### Stored data:

-=-=-=-=-

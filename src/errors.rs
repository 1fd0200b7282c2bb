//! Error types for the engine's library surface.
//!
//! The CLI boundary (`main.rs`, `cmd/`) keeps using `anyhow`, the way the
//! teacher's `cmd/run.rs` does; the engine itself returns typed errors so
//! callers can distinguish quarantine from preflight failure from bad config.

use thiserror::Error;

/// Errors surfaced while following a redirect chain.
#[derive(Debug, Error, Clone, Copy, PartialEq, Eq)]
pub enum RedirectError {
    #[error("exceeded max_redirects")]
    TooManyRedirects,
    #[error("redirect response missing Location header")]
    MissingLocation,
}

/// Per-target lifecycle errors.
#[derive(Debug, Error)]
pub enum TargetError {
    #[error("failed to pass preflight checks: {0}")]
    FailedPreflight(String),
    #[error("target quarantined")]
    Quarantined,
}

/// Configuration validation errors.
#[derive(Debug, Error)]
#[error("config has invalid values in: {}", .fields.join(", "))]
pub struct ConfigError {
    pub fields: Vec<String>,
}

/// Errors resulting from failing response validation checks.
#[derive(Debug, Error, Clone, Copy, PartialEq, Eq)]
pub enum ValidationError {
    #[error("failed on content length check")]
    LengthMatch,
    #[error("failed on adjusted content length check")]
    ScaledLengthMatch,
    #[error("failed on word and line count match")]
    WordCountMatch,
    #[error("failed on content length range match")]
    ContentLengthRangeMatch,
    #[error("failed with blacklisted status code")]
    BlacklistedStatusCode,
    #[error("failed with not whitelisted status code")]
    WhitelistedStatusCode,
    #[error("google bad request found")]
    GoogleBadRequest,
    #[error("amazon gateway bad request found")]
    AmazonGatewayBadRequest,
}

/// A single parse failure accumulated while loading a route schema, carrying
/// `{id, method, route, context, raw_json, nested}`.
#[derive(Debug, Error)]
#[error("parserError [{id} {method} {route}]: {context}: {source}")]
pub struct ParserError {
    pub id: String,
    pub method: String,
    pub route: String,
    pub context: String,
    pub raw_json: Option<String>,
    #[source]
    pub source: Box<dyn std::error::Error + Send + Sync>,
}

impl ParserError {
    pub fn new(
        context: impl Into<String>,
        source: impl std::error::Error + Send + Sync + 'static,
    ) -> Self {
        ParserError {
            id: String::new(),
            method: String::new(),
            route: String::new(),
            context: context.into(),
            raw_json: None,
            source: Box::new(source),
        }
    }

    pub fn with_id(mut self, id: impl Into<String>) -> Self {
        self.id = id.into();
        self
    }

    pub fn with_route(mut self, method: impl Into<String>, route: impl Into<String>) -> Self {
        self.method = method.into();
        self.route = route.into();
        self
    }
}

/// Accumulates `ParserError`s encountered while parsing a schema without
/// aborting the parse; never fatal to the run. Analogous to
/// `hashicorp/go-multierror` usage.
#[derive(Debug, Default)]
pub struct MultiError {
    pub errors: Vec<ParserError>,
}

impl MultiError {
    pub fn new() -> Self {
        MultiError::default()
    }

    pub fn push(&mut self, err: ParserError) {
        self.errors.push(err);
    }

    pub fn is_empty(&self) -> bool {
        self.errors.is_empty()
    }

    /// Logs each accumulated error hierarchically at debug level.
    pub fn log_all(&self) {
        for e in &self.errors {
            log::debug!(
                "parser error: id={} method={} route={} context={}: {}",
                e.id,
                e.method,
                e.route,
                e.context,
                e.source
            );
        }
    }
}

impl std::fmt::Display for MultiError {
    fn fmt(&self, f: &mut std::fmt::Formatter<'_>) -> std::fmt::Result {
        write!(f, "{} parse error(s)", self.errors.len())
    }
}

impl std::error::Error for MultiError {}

-=-=-=-=-

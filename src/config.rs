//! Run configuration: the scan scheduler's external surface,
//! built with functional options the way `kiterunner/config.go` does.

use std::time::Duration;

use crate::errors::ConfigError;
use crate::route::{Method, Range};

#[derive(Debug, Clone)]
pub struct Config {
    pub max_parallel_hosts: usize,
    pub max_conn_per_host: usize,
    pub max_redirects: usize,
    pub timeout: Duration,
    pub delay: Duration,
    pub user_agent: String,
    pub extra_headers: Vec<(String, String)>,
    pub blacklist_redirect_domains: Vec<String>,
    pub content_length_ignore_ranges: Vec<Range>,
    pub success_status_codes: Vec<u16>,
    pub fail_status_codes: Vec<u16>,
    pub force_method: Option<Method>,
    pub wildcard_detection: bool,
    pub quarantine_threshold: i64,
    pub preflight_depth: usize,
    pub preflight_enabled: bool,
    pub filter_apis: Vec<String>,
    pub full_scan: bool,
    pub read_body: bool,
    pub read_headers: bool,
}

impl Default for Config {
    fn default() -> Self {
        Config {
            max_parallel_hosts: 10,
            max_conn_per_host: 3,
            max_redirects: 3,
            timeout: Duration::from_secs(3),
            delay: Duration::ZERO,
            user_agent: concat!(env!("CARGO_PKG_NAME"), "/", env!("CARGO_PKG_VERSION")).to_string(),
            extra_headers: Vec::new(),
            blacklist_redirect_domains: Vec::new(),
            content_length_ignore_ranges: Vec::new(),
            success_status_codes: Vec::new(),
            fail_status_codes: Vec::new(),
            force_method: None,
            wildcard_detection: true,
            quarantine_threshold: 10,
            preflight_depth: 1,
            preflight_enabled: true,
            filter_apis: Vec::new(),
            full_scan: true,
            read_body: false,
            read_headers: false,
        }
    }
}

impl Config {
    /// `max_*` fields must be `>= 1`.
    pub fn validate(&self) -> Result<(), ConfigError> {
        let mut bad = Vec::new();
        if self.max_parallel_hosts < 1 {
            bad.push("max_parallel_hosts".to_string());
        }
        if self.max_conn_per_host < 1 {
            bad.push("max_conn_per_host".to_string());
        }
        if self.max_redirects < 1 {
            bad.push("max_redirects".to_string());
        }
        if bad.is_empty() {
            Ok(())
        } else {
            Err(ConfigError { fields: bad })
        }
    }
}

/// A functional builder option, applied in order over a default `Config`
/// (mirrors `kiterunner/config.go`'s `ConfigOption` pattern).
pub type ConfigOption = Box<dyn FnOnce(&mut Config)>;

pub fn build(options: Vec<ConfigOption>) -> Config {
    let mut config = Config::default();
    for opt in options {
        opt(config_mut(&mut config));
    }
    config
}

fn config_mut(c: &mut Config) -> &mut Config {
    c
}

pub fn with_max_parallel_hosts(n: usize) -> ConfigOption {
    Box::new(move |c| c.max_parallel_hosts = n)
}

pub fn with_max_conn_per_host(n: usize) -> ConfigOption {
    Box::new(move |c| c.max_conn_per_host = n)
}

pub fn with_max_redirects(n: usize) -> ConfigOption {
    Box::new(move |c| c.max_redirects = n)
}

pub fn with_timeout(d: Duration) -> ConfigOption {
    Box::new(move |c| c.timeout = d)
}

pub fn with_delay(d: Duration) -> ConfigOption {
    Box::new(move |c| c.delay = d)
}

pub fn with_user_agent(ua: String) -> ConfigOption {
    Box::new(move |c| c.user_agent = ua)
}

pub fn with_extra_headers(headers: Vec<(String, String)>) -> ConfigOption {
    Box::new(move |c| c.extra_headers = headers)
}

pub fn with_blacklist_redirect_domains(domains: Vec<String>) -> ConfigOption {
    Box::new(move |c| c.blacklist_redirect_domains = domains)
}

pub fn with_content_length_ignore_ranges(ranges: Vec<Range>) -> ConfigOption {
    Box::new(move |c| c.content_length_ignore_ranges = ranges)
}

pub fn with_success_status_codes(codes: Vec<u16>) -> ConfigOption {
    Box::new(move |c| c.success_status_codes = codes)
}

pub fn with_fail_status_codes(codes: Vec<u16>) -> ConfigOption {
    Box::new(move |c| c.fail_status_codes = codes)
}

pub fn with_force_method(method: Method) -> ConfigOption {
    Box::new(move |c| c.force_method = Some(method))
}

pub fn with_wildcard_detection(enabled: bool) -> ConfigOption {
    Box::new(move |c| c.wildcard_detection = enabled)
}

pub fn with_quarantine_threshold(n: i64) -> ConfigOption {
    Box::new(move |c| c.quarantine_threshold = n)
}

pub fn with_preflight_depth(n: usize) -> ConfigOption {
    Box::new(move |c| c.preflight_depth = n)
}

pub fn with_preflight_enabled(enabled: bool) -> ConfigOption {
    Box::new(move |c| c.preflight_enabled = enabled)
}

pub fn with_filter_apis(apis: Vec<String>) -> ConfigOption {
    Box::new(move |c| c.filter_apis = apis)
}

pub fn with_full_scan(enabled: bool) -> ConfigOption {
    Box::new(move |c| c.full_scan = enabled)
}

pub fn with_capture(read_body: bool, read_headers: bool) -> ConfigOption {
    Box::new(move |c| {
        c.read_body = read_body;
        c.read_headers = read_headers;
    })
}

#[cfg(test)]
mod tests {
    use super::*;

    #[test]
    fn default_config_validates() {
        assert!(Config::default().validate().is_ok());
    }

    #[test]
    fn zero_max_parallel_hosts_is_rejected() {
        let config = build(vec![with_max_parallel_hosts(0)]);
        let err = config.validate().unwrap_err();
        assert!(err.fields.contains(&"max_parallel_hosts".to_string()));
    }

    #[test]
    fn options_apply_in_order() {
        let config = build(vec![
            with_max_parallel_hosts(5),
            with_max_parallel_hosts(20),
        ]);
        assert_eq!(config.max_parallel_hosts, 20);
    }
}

-=-=-=-=-

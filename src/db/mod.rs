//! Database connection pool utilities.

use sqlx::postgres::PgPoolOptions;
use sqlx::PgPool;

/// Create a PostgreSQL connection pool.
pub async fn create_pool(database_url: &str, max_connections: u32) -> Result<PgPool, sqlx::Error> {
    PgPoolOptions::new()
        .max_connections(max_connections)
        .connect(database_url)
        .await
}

-=-=-=-=-

### About this exercise:
Working from the data above, extract solely the lines from the one containing "filename src/errors.rs" through the one containing "use thiserror::Error;", exactly as they appear, both included.

### Reply:
filename src/errors.rs
repository 1fd0200b7282c2bb
//! Error types for the engine's library surface.
//!
//! The CLI boundary (`main.rs`, `cmd/`) keeps using `anyhow`, the way the
//! teacher's `cmd/run.rs` does; the engine itself returns typed errors so
//! callers can distinguish quarantine from preflight failure from bad config.

use thiserror::Error;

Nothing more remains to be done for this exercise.